«L’inertie n’est pas une option»

«L’inertie n’est pas une option»


Regards sur Bethléem, No 65 - Entretien

Photo : © Meinrad Schade

Cela fait 70 ans que l’hôpital pour enfants sauve des vies à Bethléem. La médecin-cheffe Dre Hiyam Marzouqa a travaillé au Caritas Baby Hospital pendant près de la moitié de cette période et a fortement marqué son développement. Pour elle, les tâches de l’hôpital restent d’actualité. 
 

Vous souvenez-vous de votre premier jour au Caritas Baby Hospital ?

Oui, c’était en 1990. Je me souviens très bien être venue directement à la réunion matinale de l’équipe médicale. Nous avons discuté des nouveaux cas et je me suis tout
de suite sentie intégrée. C’était comme si je me jetais à l’eau.

En quoi les tableaux cliniques ont-ils changé depuis lors ?

Autrefois, nous avions beaucoup d’enfants malnutris dont les os pointaient sous la peau. J’avais aussi souvent l’impression que les filles étaient un peu négligées par rapport aux garçons. Mais cela a changé, probablement parce que tellement plus de femmes ont été scolarisées et qu’elles s’informent aujourd’hui dans les médias. Il yavait aussi des parents qui voulaient laisser leurs enfants chez nous car ils étaient bien mieux à l’hôpital qu’à la maison : il y avait toujours suffisamment à manger et en hiver, on avait le chauffage. Aujourd’hui, nous ne voyons pratiquement plus d’enfants souffrant d’hypothermie.

Qu’est-ce qui est resté pareil ces dernières décennies ?

A l’époque comme aujourd’hui : nous sommes là pour tous les enfants, quels que soient leur origine et leur contexte familial. Depuis toujours, nous plaçons le bienêtre de l’enfant et de la mère au centre de notre action.Pour le reste, beaucoup de choses ont changé, et c’est tant mieux. Il ne faut jamais s’immobiliser, sinon on recule. Je préfère parler des progrès qui ont été réalisés,car notre offre médicale s’est énormément améliorée au cours des dernières décennies. Par exemple, avant, nous n’avions pas de soins intensifs et nous ne pouvions pas prendre en charge les cas critiques.
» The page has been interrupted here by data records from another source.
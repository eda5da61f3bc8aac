//! Material resolution
//!
//! Turns parser materials into `resource::Material`s by decoding and
//! uploading their textures. The albedo comes from the diffuse channel; the
//! normal map is the first of `NORMAL_MAP_CHANNELS` that yields a texture.
//! Textures that fail to decode leave their slot empty.

use std::path::Path;
use std::sync::{Arc, Mutex};
use glam::Vec4;
use crate::config::ImportConfig;
use crate::error::{Error, Result};
use crate::{engine_debug, engine_warn};
use crate::graphics_device::GraphicsDevice;
use crate::import::{ImageDecoder, SourceMaterial, TextureChannel};
use crate::resource::{Material, Texture};

/// Channels probed for a normal map, in priority order
pub const NORMAL_MAP_CHANNELS: [TextureChannel; 3] = [
    TextureChannel::Height,
    TextureChannel::Normals,
    TextureChannel::NormalCamera,
];

pub struct MaterialResolver {
    graphics_device: Arc<Mutex<dyn GraphicsDevice>>,
    decoder: Arc<dyn ImageDecoder>,
    flip_textures_vertically: bool,
}

impl MaterialResolver {
    pub fn new(
        graphics_device: Arc<Mutex<dyn GraphicsDevice>>,
        decoder: Arc<dyn ImageDecoder>,
        config: &ImportConfig,
    ) -> Self {
        Self {
            graphics_device,
            decoder,
            flip_textures_vertically: config.flip_textures_vertically,
        }
    }

    /// Resolve one material, loading its textures relative to `root_dir`
    ///
    /// Every call loads its textures again; there is no cache across materials.
    ///
    /// # Errors
    ///
    /// `Error::GpuResourceCreationFailure` if a decoded texture cannot be
    /// uploaded. Decode failures are not errors.
    pub fn resolve(&self, material: &SourceMaterial, root_dir: &Path) -> Result<Material> {
        let albedo = self.load_channel(material, TextureChannel::Diffuse, root_dir)?;

        let mut normal_map = None;
        for channel in NORMAL_MAP_CHANNELS {
            normal_map = self.load_channel(material, channel, root_dir)?;
            if normal_map.is_some() {
                break;
            }
        }

        let albedo_color = material.base_color.map(Vec4::from_array).unwrap_or(Vec4::ONE);

        engine_debug!("sandbox::MaterialResolver",
            "Resolved material '{}' (albedo: {}, normal map: {})",
            material.name, albedo.is_some(), normal_map.is_some());

        Ok(Material::new(material.name.clone(), albedo, normal_map, albedo_color))
    }

    /// Resolve every material of a scene, preserving order
    pub fn resolve_all(&self, materials: &[SourceMaterial], root_dir: &Path) -> Result<Vec<Material>> {
        materials
            .iter()
            .map(|material| self.resolve(material, root_dir))
            .collect()
    }

    fn load_channel(
        &self,
        material: &SourceMaterial,
        channel: TextureChannel,
        root_dir: &Path,
    ) -> Result<Option<Arc<Texture>>> {
        let Some(relative) = material.texture(channel) else {
            return Ok(None);
        };
        let path = root_dir.join(relative);

        match Texture::load(
            &self.graphics_device,
            self.decoder.as_ref(),
            &path,
            self.flip_textures_vertically,
        ) {
            Ok(texture) => Ok(Some(Arc::new(texture))),
            Err(Error::TextureDecodeFailure(reason)) => {
                engine_warn!("sandbox::MaterialResolver",
                    "Material '{}': {:?} texture '{}' unusable, slot left empty ({})",
                    material.name, channel, path.display(), reason);
                Ok(None)
            }
            Err(e) => Err(e),
        }
    }
}

#[cfg(test)]
#[path = "material_resolver_tests.rs"]
mod tests;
De quoi êtes-vous particulièrement fière ?

De notre approche de traitement holistique : nous avons une excellente hygiène, plaçons l’enfant au centre de notre action et pratiquons l’assurance qualité. Les enfants sont traités avec beaucoup de respect. L’hôpital a obtenu la certification de l’Organisation mondiale de la santé (OMS) au niveau le plus élevé en matière de sécurité des patients.


Quels conseils donnez-vous aux jeunes médecins ?

Je leur dis qu’adopter le bon état d’esprit est important, qu’elles et ils doivent faire preuve de patience et d’empathie, surtout avec des enfants en situation de handicap – ces enfants comprennent tellement plus qu’on ne le pense. De plus, les jeunes médecins doivent lire, apprendre et analyser en permanence. Après un an de pratique, j’attends de leur part une somme de connaissances acquises. Ici aussi, l’inertie n’est pas une bonne option.


Quel vœu formulez-vous pour l’hôpital ?

Que nous poursuivions notre développement en tant qu’institution avec le soutien de l’association Secours aux Enfants Bethléem. Lors de mes conférences en Europe, je sens à quel point la solidarité pour notre hôpital est forte. Tant de personnes nous soutiennent. Là encore, nous ne devons pas nous immobiliser mais améliorer ensemble les soins de santé pour les enfants de Palestine. J’en suis très reconnaissante aux donatrices et donateurs.